Leverkusen—The Bayer Group is celebrating its 150th anniversary in 2013 with numerous events around the world. These will focus on its more than 110,000 employees globally. Celebration events are also planned for the company's neighbors, customers and partners and a symposium is to be held for the scientific community in the fall.

Two of the planned highlights of the celebration were launched at the Financial News Conference held in Leverkusen on Feb. 28. The first was immediately visible on arrival at BayKomm, Bayer's Communication Center in Leverkusen, Germany: hovering aloft was the blue and green Bayer airship complete with the Bayer Cross, which was especially built to celebrate the 150th anniversary of the company and will be deployed to five continents to accompany the various events taking place around the world; the second, a traveling exhibition that visualized topics related to health care, agriculture and high-performance materials, was set up inside the BayKomm building. The exhibits - microscopes, thermal imaging cameras, digital games and many more - have been designed specifically to be touched and tried out, encouraging visitors to interact with the displays. The exhibition is scheduled to visit more than 20 sites throughout the world.AirshipBayer.jpg

Bayer MaterialScience

"Bayer can look back on a long and highly successful history as an inventor company," explained CEO Dr. Marijn Dekkers. "What started as a small but innovative dyestuffs factory in the Barmen district of Wuppertal is now a global enterprise with more than 110,000 employees." An anniversary like this instantly calls to mind words such as tradition and continuity, according to Dekkers, yet quite the opposite is actually the case. In fact, Bayer can look back on 150 years of ongoing change and renewal. "A company cannot exist in the long term without changing and adapting," emphasized Bayer's CEO.
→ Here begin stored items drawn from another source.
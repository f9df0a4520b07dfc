//! Integrators that replay a precomputed [`StepPlan`]

use super::{Integrator, StepPlan, apply};
use crate::math::{Field, LinearSpace};
use crate::physics::hamiltonian::Hamiltonian;

/// Replays a flat plan of weighted kicks and drifts
///
/// One step costs exactly [`StepPlan::force_evaluations`] force calls,
/// however deep the composition the plan was flattened from.
#[derive(Clone, Debug)]
pub struct CompiledIntegrator<F, H> {
    plan: StepPlan<F>,
    hamiltonian: H,
    name: String,
    order: usize,
}

impl<F: Field, H> CompiledIntegrator<F, H> {
    pub fn new(plan: StepPlan<F>, hamiltonian: H, name: impl Into<String>, order: usize) -> Self {
        Self {
            plan,
            hamiltonian,
            name: name.into(),
            order,
        }
    }

    pub fn plan(&self) -> &StepPlan<F> {
        &self.plan
    }
}

impl<F, S, H> Integrator<F, S> for CompiledIntegrator<F, H>
where
    F: Field,
    S: LinearSpace<F>,
    H: Hamiltonian<S> + Send + Sync,
{
    fn step(&self, q: S, p: S, tau: F) -> (S, S) {
        self.plan.iter().fold((q, p), |(q, p), entry| {
            apply(entry.kind, &self.hamiltonian, tau * entry.weight, q, p)
        })
    }

    fn name(&self) -> &str {
        &self.name
    }

    fn convergence_order(&self) -> usize {
        self.order
    }
}
//! Accuracy tests for symplectic integrators
//!
//! Tests each integrator against known analytical solutions and verifies
//! expected order of convergence.

use glam::DVec3;
use symplectic::IntegrateExt;
use symplectic::physics::Hamiltonian;
use symplectic::physics::integrators::registry::IntegratorRegistry;
use symplectic::physics::integrators::{Integrator, Leapfrog, SymplecticEuler, build_yoshida};

type Scalar = f64;
type Vector = DVec3;

const PI: Scalar = std::f64::consts::PI;

/// Test fixture for a simple harmonic oscillator
///
/// `H(q, p) = p·p/2 + ω²·q·q/2`. With `q(0) = A`, `p(0) = 0`:
/// q(t) = A * cos(ωt)
/// p(t) = -A * ω * sin(ωt)
#[derive(Clone, Copy, Debug)]
struct HarmonicOscillator {
    omega: Scalar,
    amplitude: Scalar,
}

impl HarmonicOscillator {
    fn new(omega: Scalar, amplitude: Scalar) -> Self {
        Self { omega, amplitude }
    }

    fn initial_state(&self) -> (Vector, Vector) {
        (Vector::new(self.amplitude, 0.0, 0.0), Vector::ZERO)
    }

    /// Analytical position at time t
    fn exact_position(&self, t: Scalar) -> Vector {
        Vector::new(self.amplitude * (self.omega * t).cos(), 0.0, 0.0)
    }

    /// Analytical momentum at time t
    fn exact_momentum(&self, t: Scalar) -> Vector {
        Vector::new(
            -self.amplitude * self.omega * (self.omega * t).sin(),
            0.0,
            0.0,
        )
    }

    /// Total energy (should be conserved)
    fn energy(&self, position: Vector, momentum: Vector) -> Scalar {
        let kinetic = 0.5 * momentum.length_squared();
        let potential = 0.5 * self.omega * self.omega * position.length_squared();
        kinetic + potential
    }
}

impl Hamiltonian<Vector> for HarmonicOscillator {
    fn force(&self, position: &Vector) -> Vector {
        self.omega * self.omega * *position
    }

    fn velocity(&self, momentum: &Vector) -> Vector {
        *momentum
    }
}

/// Run a simulation with given integrator and return final state
fn simulate(
    integrator: &dyn Integrator<Scalar, Vector>,
    oscillator: &HarmonicOscillator,
    dt: Scalar,
    steps: usize,
) -> (Vector, Vector, Scalar) {
    let (mut position, mut momentum) = oscillator.initial_state();
    for _ in 0..steps {
        (position, momentum) = integrator.step(position, momentum, dt);
    }

    let final_time = dt * steps as Scalar;
    (position, momentum, final_time)
}

/// Calculate relative error between numerical and analytical solutions
fn calculate_error(numerical: Vector, analytical: Vector) -> Scalar {
    (numerical - analytical).length() / analytical.length().max(1e-10)
}

/// Largest relative energy error along a trajectory
fn max_energy_error(
    integrator: &dyn Integrator<Scalar, Vector>,
    oscillator: &HarmonicOscillator,
    dt: Scalar,
    end_time: Scalar,
) -> Scalar {
    let (q0, p0) = oscillator.initial_state();
    let initial_energy = oscillator.energy(q0, p0);
    integrator
        .integrate(q0, p0, dt, end_time)
        .map(|(_, q, p)| ((oscillator.energy(q, p) - initial_energy) / initial_energy).abs())
        .fold(0.0, Scalar::max)
}

/// Observed convergence orders between successive halvings of the time step
fn observed_orders(
    integrator: &dyn Integrator<Scalar, Vector>,
    oscillator: &HarmonicOscillator,
    time_steps: &[Scalar],
) -> Vec<Scalar> {
    let errors: Vec<Scalar> = time_steps
        .iter()
        .map(|&dt| {
            let steps = (1.0 / dt).round() as usize;
            let (pos, _, time) = simulate(integrator, oscillator, dt, steps);
            calculate_error(pos, oscillator.exact_position(time))
        })
        .collect();

    errors
        .windows(2)
        // Avoid division by errors that are already at round-off level
        .filter(|pair| pair[1] > 1e-11)
        .map(|pair| (pair[0] / pair[1]).log2())
        .collect()
}

/// Test energy conservation for symplectic integrators
#[test]
fn test_symplectic_euler_energy_conservation() {
    let oscillator = HarmonicOscillator::new(2.0 * PI, 1.0);
    let integrator = SymplecticEuler::new(oscillator);

    let error = max_energy_error(&integrator, &oscillator, 0.001, 10.0);

    // Symplectic Euler should conserve energy to within ~1% for this test
    assert!(error < 0.01, "Energy drift too large: {:.2}%", error * 100.0);
}

#[test]
fn test_leapfrog_energy_conservation() {
    let oscillator = HarmonicOscillator::new(2.0 * PI, 1.0);
    let integrator = Leapfrog::new(oscillator);

    let error = max_energy_error(&integrator, &oscillator, 0.01, 10.0);
    println!("Leapfrog energy error: {:.6}%", error * 100.0);
    // The bound for leapfrog is (ω·dt)²/4, just under 0.1% here
    assert!(error < 0.002, "Energy drift too large: {:.2}%", error * 100.0);
}

#[test]
fn test_yoshida_energy_conservation() {
    let oscillator = HarmonicOscillator::new(2.0 * PI, 1.0);

    for (levels, tolerance) in [(2, 1e-5), (3, 1e-7)] {
        let integrator = build_yoshida::<Scalar, _>(oscillator, levels).unwrap();
        let error = max_energy_error(&integrator, &oscillator, 0.01, 10.0);
        println!("Yoshida level {levels} energy error: {error:e}");
        assert!(error < tolerance, "Level {levels} energy error {error:e}");
    }
}

/// Test order of convergence for various integrators
#[test]
fn test_symplectic_euler_order() {
    let oscillator = HarmonicOscillator::new(1.0, 1.0);
    let integrator = SymplecticEuler::new(oscillator);

    for order in observed_orders(&integrator, &oscillator, &[0.1, 0.05, 0.025, 0.0125]) {
        println!("Symplectic Euler convergence order: {order:.2}");
        assert!(order > 0.8 && order < 1.5, "Unexpected convergence order: {order}");
    }
}

#[test]
fn test_leapfrog_order() {
    let oscillator = HarmonicOscillator::new(1.0, 1.0);
    let integrator = Leapfrog::new(oscillator);

    for order in observed_orders(&integrator, &oscillator, &[0.1, 0.05, 0.025, 0.0125]) {
        println!("Leapfrog convergence order: {order:.2}");
        assert!(order > 1.8 && order < 2.5, "Unexpected convergence order: {order}");
    }
}

#[test]
fn test_yoshida_orders() {
    let oscillator = HarmonicOscillator::new(1.0, 1.0);

    for (levels, time_steps) in [
        (2, [0.2, 0.1, 0.05, 0.025]),
        (3, [0.25, 0.125, 0.0625, 0.03125]),
    ] {
        let integrator = build_yoshida::<Scalar, _>(oscillator, levels).unwrap();
        let expected = 2.0 * levels as Scalar;

        let orders = observed_orders(&integrator, &oscillator, &time_steps);
        assert!(!orders.is_empty(), "Errors vanished below round-off");
        for order in orders {
            println!("Yoshida level {levels} convergence order: {order:.2}");
            assert!(
                order > expected - 0.5,
                "Level {levels} should achieve near order {expected}, got {order}"
            );
        }
    }
}

/// Halving the step shrinks the energy oscillation by about 2^order
#[test]
fn test_energy_error_scales_with_order() {
    let oscillator = HarmonicOscillator::new(2.0 * PI, 1.0);
    let dt = 0.01;

    for levels in 1..=3 {
        let integrator = build_yoshida::<Scalar, _>(oscillator, levels).unwrap();
        let coarse = max_energy_error(&integrator, &oscillator, dt, 10.0);
        let fine = max_energy_error(&integrator, &oscillator, dt / 2.0, 10.0);

        let ratio = coarse / fine;
        let expected = (2.0 as Scalar).powi(2 * levels as i32);
        println!("Yoshida level {levels} energy ratio: {ratio:.2} (expected {expected})");
        assert!(
            (ratio / expected - 1.0).abs() < 0.15,
            "Level {levels}: halving dt shrank the energy error by {ratio:.2}, expected {expected}"
        );
    }
}

/// Test long-term stability of integrators
#[test]
fn test_long_term_stability() {
    let oscillator = HarmonicOscillator::new(2.0 * PI, 1.0);
    let dt = 0.01;
    let steps = 100000; // 1000 seconds, ~1000 periods

    let registry = IntegratorRegistry::default();
    for (name, tolerance) in [
        ("symplectic_euler", 0.2),
        ("leapfrog", 0.002),
        ("yoshida4", 1e-5),
        ("yoshida6", 1e-7),
    ] {
        let integrator: Box<dyn Integrator<Scalar, Vector>> =
            registry.create(name, oscillator).unwrap();
        let (q0, p0) = oscillator.initial_state();
        let initial_energy = oscillator.energy(q0, p0);

        let (position, momentum, _) = simulate(integrator.as_ref(), &oscillator, dt, steps);
        let final_energy = oscillator.energy(position, momentum);
        let energy_drift = ((final_energy - initial_energy) / initial_energy).abs();

        println!("{name} long-term energy drift: {:.2e}", energy_drift);

        // Symplectic methods keep the energy error bounded instead of drifting
        assert!(
            energy_drift < tolerance,
            "{name} energy drift too large: {energy_drift:e}"
        );
    }
}

/// Test integrator registry creation
#[test]
fn test_registry_integrator_creation() {
    let registry = IntegratorRegistry::default();
    let oscillator = HarmonicOscillator::new(1.0, 1.0);

    for name in ["euler", "verlet", "yoshida", "yoshida6", "yoshida8"] {
        let integrator: Result<Box<dyn Integrator<Scalar, Vector>>, _> =
            registry.create(name, oscillator);
        assert!(integrator.is_ok(), "Failed to create integrator: {}", name);
    }
}

/// Test harmonic oscillator accuracy for all integrators
#[test]
fn test_all_integrators_harmonic_oscillator() {
    let oscillator = HarmonicOscillator::new(2.0 * PI, 1.0);
    let dt = 0.01;
    let steps = 100; // One period

    let registry = IntegratorRegistry::default();

    println!("\nHarmonic Oscillator Test Results (1 period):");
    println!("---------------------------------------------");

    let mut previous_error = Scalar::INFINITY;
    for name in registry.list_available() {
        if name == "symplectic_euler" {
            continue;
        }
        let integrator: Box<dyn Integrator<Scalar, Vector>> =
            registry.create(&name, oscillator).unwrap();
        let (pos, mom, time) = simulate(integrator.as_ref(), &oscillator, dt, steps);

        let pos_error = calculate_error(pos, oscillator.exact_position(time));
        let mom_error = calculate_error(mom, oscillator.exact_momentum(time));

        println!(
            "{:20} | Position Error: {:.3e} | Momentum Error: {:.3e}",
            name, pos_error, mom_error
        );

        // list_available is sorted: leapfrog, yoshida4, yoshida6, yoshida8
        assert!(
            pos_error < previous_error,
            "{name} should beat lower orders"
        );
        previous_error = pos_error.max(1e-12);
    }
}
That's something Bayer is particularly adept at, if the financial results are anything to go by. Sales of the group grew 8.8% in 2012, to EUR 39,760 million (2011: EUR 36,528 million), reaching "the highest level in our company's 150-year history," noted Dekkers. While Crop Science performed exceptionally strongly, Bayer MaterialScience contributed as well, with sales of the high-tech materials business rising 6.2%, to EUR 11,503 million (2011: EUR 10,832 million). EBITDA before special items rose 6.8% to EUR 1,251 million (2011: EUR 1,171 million), mainly due to higher volumes, savings achieved from efficiency improvement measures and positive currency effects. However, lower earnings were posted as a result of higher raw material and energy costs.

"Last year's results were pleasing, and we are also optimistic for 2013," said Dekkers. For 2013, BMS is looking to achieve a slight increase in sales on a currency- and portfolio- adjusted basis to around EUR 12 billion.

In the longer term - the period through 2015 - Bayer anticipates a volume-driven expansion in the MaterialScience business beyond the growth rate of the global economy. The current high capacities on the world market will be absorbed by rising global demand in the coming years. In response to the commoditization of the business, BMS is focusing on further efficiency measures that should contribute 1.5 percentage points to the EBITDA margin before special items by 2015.